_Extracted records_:
'''

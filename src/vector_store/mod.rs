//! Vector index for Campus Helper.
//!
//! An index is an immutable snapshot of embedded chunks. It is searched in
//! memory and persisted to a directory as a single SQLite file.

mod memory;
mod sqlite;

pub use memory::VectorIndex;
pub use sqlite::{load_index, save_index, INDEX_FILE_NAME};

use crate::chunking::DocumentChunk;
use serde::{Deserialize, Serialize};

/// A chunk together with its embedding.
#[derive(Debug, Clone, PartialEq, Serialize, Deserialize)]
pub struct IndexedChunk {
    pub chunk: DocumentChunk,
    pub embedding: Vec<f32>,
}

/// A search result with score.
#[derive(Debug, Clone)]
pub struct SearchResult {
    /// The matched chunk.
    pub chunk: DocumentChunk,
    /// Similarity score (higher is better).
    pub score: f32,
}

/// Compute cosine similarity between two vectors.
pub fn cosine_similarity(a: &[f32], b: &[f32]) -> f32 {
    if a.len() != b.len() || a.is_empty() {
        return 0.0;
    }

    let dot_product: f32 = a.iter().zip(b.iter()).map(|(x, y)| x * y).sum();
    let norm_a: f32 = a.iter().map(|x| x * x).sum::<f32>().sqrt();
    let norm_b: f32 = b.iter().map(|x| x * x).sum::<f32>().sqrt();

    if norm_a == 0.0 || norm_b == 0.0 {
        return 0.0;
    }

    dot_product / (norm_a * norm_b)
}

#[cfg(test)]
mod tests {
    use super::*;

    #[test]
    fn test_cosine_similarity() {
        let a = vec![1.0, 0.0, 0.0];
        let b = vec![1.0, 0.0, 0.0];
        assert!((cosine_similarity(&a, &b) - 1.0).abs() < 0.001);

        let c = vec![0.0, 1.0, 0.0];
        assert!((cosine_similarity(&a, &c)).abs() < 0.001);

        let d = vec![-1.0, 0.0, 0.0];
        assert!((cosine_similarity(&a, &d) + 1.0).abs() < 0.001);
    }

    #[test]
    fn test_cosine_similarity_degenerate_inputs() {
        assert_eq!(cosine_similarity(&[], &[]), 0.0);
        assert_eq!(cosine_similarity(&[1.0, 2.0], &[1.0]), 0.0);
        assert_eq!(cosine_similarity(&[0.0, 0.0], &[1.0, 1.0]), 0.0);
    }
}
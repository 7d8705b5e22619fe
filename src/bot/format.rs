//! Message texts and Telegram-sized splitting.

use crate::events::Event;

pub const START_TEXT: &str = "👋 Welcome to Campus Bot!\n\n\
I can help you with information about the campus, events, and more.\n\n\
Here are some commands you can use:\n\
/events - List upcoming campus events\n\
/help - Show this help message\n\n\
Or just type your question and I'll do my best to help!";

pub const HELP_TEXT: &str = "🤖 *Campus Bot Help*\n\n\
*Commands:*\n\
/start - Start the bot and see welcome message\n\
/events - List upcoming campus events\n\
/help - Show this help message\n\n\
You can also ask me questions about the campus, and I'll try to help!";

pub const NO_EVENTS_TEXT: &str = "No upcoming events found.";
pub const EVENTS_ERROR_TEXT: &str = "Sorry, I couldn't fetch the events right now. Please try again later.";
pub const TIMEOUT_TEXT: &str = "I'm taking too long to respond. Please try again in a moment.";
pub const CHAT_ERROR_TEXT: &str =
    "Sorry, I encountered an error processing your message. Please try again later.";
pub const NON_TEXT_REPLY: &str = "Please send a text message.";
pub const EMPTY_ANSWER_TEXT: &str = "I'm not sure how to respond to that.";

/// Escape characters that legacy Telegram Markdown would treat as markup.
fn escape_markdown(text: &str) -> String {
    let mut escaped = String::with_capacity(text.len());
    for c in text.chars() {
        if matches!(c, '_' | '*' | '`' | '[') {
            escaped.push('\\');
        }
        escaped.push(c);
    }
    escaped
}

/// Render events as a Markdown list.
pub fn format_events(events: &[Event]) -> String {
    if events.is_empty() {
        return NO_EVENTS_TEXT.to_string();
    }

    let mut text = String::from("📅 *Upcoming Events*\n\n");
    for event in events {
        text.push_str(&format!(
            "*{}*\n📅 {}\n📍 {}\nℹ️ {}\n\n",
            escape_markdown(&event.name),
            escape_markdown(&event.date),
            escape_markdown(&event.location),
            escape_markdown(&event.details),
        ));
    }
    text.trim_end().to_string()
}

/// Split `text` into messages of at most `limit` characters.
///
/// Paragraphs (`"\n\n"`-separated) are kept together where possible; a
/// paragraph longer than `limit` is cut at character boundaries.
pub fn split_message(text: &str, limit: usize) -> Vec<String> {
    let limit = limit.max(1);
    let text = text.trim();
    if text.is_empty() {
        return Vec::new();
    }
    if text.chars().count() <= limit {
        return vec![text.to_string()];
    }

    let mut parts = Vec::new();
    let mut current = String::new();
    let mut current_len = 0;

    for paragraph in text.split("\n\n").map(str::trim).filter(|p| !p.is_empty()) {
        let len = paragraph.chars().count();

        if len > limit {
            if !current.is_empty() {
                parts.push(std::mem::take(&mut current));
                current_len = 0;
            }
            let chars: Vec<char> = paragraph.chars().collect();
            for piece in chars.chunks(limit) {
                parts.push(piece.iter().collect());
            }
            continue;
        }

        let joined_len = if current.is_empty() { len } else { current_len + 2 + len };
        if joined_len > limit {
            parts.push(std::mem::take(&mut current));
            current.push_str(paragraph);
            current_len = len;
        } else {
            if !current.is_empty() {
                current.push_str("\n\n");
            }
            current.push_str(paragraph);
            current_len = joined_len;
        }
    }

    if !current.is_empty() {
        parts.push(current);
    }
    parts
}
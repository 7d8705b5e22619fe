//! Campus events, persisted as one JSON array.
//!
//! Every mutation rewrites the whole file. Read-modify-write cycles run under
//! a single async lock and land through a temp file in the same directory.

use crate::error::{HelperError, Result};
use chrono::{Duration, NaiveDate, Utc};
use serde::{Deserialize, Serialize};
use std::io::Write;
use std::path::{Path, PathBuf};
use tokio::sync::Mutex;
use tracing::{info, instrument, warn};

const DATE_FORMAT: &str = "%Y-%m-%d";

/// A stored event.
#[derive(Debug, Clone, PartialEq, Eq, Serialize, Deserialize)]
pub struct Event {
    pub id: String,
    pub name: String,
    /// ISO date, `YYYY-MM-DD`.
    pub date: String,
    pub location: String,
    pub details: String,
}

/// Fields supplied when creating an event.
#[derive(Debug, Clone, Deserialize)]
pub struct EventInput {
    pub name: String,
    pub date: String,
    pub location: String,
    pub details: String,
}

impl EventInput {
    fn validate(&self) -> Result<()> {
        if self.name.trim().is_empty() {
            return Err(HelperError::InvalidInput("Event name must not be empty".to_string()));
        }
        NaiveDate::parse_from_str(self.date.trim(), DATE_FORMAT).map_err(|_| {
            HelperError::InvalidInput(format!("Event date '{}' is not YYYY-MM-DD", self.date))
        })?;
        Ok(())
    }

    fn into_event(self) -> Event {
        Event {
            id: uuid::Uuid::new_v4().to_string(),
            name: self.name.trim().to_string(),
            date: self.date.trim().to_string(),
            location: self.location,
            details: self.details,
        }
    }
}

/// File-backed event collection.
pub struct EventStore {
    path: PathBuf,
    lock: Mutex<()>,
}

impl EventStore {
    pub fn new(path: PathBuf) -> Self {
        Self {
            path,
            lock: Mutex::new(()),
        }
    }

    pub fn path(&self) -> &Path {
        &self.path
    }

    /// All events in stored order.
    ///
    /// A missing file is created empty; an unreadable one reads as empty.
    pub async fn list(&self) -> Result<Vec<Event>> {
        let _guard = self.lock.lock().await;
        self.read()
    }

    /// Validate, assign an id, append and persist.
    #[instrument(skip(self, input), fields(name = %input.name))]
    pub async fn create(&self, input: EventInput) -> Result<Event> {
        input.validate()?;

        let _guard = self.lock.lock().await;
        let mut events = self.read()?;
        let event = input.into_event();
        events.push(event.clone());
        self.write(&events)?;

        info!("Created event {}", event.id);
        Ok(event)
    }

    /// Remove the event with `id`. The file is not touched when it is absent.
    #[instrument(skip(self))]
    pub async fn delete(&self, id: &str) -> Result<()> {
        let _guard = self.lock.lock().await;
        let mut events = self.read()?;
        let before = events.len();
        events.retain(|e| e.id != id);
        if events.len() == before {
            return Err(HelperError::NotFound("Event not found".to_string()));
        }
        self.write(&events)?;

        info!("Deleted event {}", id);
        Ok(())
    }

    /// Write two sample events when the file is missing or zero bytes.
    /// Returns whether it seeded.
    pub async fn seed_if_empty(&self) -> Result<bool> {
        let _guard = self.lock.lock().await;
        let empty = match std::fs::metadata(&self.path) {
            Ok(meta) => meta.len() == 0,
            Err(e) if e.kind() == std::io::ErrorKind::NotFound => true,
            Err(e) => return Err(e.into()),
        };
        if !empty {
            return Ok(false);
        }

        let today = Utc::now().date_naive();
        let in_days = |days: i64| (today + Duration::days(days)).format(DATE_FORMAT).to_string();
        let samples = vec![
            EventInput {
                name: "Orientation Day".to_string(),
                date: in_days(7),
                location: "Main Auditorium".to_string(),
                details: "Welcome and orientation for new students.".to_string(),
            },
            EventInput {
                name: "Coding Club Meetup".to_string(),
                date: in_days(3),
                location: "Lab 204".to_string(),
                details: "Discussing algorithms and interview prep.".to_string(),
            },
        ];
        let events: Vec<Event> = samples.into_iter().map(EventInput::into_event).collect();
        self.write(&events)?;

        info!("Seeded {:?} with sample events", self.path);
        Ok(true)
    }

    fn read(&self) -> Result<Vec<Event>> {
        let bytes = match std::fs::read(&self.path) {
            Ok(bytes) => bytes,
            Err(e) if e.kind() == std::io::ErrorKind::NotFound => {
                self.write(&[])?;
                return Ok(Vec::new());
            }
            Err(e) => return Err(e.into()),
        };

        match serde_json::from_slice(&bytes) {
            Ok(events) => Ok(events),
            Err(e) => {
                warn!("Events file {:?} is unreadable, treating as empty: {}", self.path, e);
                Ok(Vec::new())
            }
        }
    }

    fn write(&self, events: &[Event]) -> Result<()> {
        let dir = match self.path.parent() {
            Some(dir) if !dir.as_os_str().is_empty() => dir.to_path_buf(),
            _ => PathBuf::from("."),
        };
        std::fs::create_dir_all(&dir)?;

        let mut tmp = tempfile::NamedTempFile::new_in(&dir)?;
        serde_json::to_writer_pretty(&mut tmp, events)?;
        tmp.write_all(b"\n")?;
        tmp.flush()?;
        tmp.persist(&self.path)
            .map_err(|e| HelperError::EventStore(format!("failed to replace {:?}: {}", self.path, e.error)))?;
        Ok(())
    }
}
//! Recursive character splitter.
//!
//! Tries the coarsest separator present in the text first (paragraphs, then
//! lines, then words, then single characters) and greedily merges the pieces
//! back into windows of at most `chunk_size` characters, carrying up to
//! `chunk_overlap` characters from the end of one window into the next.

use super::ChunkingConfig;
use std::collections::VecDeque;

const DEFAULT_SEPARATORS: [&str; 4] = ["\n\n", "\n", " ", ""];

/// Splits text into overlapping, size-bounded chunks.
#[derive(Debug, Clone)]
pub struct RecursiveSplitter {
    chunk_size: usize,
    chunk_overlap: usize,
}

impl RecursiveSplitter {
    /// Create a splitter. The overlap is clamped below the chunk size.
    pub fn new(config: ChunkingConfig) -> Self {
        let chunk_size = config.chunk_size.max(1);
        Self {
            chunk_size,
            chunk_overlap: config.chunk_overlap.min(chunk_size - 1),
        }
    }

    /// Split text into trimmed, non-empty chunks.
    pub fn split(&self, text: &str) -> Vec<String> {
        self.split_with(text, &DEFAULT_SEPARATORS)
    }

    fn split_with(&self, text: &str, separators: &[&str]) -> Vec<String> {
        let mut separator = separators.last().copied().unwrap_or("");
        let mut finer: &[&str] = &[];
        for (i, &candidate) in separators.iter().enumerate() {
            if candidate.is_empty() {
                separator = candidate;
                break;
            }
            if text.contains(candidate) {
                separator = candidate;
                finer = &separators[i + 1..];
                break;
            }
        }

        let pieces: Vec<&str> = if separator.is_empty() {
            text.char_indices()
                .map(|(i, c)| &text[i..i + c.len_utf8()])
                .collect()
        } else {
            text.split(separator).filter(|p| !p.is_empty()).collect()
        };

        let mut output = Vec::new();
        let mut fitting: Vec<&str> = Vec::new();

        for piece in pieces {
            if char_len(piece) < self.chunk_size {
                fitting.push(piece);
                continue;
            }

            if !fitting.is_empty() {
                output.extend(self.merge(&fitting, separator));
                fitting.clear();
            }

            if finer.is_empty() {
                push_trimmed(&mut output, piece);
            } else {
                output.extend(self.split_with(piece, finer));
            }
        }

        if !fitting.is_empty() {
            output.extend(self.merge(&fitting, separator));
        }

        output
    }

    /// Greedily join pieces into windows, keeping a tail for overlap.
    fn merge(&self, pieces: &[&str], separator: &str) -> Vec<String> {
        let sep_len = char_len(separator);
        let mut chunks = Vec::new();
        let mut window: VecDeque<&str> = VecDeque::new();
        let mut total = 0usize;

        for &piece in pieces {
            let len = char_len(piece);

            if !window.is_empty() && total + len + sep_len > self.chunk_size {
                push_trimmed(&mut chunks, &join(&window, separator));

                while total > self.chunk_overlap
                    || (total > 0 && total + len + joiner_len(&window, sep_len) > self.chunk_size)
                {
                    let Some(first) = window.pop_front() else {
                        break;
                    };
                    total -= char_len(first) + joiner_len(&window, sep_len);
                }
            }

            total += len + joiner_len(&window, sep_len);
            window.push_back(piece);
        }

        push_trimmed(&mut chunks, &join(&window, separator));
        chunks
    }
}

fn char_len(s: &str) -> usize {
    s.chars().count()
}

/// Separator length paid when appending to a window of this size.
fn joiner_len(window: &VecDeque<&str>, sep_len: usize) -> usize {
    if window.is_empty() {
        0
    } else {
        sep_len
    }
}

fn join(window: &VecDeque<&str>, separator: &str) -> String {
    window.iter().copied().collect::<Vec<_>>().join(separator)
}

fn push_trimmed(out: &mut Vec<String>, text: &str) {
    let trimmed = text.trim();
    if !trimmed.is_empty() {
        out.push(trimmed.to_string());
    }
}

'''

_WHAT IS EXPECTED_:
Go over the data and return every line that includes the word "ErrorKind".

_ANSWER SPACE_:
            Err(e) if e.kind() == std::io::ErrorKind::NotFound => true,
            Err(e) if e.kind() == std::io::ErrorKind::NotFound => {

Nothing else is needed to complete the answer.